Exercise brief: Beginning with the first line, please repeat the entries exactly and end on the line that contains "const CHUNK_SIZE: usize = 8192;".
*** Provided information Section Begins ***
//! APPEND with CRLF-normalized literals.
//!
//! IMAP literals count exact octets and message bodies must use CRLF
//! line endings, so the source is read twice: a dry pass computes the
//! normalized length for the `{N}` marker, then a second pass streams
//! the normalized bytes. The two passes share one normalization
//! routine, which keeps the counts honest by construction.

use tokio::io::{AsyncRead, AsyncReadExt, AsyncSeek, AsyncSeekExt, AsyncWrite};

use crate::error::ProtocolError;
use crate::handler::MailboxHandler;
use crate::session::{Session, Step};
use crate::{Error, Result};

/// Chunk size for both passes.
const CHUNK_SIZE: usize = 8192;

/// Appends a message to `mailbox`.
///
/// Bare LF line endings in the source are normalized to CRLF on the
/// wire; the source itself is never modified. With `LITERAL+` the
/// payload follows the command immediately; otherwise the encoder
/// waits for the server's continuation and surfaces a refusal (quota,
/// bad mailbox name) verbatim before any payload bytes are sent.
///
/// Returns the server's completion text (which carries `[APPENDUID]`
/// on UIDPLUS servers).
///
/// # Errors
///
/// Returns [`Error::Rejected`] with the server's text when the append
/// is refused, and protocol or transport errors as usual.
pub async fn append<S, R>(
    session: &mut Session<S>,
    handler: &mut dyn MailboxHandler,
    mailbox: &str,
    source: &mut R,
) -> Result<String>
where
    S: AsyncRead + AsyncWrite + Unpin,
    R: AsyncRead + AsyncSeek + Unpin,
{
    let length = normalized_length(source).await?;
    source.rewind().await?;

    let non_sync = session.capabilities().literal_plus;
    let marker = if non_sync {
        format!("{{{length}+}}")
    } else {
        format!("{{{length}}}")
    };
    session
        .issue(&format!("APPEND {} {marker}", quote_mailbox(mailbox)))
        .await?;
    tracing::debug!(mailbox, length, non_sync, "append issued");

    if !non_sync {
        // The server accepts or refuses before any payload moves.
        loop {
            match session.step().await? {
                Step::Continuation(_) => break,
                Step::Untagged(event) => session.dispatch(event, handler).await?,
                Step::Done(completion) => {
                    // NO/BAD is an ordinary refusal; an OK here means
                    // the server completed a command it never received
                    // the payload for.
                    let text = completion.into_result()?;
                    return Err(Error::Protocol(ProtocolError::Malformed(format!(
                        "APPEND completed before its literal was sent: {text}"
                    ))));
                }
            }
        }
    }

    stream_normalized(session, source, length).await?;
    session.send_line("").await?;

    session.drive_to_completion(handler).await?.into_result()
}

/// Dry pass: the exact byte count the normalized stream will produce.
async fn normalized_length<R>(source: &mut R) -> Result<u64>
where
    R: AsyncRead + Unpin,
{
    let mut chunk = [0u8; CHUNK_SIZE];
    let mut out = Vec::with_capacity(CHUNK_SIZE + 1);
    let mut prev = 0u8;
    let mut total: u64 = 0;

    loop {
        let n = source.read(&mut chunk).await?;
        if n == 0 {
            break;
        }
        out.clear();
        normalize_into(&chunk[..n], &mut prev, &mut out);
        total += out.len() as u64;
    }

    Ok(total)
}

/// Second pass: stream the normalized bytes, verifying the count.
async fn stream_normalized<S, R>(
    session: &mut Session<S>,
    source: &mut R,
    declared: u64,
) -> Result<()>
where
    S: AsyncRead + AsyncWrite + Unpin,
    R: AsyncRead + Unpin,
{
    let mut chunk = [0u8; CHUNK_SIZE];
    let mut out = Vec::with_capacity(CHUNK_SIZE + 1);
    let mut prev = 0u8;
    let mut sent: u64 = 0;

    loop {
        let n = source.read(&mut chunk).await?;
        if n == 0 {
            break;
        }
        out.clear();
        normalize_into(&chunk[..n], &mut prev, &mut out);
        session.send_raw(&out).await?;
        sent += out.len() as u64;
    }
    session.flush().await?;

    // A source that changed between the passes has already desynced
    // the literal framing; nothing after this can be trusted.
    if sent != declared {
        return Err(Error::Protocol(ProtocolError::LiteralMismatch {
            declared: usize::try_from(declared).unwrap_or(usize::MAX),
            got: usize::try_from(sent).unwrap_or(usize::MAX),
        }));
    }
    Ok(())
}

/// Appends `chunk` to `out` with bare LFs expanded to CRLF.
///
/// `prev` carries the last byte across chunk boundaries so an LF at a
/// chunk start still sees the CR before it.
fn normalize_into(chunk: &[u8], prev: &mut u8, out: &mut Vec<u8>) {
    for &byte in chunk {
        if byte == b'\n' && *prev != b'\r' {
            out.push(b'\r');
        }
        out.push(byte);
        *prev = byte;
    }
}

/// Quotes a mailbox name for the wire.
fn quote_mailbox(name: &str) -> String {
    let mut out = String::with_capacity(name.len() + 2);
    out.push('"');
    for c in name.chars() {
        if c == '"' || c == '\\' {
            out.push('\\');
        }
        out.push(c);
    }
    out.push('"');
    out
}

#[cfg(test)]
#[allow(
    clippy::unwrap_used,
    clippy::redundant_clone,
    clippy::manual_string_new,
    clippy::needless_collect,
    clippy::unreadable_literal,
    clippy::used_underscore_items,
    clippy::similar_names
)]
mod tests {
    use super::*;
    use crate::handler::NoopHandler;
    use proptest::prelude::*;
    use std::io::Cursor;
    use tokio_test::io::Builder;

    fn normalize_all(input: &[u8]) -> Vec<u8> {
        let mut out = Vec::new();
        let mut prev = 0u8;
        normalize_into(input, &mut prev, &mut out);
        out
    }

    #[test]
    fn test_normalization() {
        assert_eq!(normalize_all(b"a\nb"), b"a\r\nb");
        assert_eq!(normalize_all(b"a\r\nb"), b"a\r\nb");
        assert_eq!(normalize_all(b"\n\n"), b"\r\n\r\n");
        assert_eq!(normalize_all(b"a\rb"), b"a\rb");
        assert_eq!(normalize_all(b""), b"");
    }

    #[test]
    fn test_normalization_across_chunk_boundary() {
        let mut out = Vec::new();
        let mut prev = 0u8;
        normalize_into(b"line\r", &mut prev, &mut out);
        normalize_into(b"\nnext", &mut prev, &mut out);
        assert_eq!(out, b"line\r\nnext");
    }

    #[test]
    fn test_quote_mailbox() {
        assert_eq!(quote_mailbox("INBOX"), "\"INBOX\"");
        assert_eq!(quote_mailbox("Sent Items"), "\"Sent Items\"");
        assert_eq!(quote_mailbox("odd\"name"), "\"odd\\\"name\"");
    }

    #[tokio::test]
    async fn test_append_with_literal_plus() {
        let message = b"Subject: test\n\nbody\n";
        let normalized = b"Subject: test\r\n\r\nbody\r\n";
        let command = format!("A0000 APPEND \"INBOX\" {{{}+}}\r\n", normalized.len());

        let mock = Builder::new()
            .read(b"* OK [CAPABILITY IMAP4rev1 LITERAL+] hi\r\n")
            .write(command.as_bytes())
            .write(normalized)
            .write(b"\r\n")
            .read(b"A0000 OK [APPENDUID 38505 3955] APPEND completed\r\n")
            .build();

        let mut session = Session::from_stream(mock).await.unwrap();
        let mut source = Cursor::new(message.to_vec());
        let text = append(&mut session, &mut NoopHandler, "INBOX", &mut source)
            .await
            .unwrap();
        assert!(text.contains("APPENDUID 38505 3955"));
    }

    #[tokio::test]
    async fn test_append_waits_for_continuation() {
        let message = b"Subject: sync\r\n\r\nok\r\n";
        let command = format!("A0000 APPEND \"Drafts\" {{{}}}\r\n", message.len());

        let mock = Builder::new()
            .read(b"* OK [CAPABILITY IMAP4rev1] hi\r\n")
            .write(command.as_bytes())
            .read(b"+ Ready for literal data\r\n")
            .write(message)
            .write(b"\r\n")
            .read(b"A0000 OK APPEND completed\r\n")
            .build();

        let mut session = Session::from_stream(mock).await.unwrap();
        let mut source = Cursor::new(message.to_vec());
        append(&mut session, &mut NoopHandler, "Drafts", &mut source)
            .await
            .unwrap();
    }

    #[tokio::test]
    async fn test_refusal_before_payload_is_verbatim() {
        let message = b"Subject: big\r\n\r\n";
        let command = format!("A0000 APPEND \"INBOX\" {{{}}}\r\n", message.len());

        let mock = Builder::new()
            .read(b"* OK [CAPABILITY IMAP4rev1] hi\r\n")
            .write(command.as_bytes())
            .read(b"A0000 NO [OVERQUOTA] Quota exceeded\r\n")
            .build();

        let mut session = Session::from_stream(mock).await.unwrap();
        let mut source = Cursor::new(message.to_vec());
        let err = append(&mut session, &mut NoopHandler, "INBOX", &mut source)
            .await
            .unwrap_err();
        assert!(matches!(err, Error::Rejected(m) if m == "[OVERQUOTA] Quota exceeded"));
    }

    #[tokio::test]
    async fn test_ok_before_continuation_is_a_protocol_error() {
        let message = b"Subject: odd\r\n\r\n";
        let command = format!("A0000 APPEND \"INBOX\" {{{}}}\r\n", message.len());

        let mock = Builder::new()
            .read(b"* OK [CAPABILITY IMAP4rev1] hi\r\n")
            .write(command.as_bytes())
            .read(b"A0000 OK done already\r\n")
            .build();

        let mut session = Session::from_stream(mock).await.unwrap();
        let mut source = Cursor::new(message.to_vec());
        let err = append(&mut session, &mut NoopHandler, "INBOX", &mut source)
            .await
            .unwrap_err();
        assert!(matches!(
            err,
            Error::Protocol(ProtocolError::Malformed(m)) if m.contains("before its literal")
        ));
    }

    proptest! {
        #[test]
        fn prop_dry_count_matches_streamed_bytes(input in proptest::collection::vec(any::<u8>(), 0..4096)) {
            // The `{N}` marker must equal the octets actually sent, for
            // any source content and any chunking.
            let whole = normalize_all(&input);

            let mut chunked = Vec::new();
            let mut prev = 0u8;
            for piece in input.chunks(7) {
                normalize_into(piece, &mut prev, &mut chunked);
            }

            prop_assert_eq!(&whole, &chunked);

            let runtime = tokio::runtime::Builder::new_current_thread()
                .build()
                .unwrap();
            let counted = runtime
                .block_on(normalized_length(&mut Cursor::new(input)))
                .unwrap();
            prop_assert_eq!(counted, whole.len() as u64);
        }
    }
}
*** Provided information Section Ends ***
Response to the exercise:
//! APPEND with CRLF-normalized literals.
//!
//! IMAP literals count exact octets and message bodies must use CRLF
//! line endings, so the source is read twice: a dry pass computes the
//! normalized length for the `{N}` marker, then a second pass streams
//! the normalized bytes. The two passes share one normalization
//! routine, which keeps the counts honest by construction.

use tokio::io::{AsyncRead, AsyncReadExt, AsyncSeek, AsyncSeekExt, AsyncWrite};

use crate::error::ProtocolError;
use crate::handler::MailboxHandler;
use crate::session::{Session, Step};
use crate::{Error, Result};

/// Chunk size for both passes.
const CHUNK_SIZE: usize = 8192;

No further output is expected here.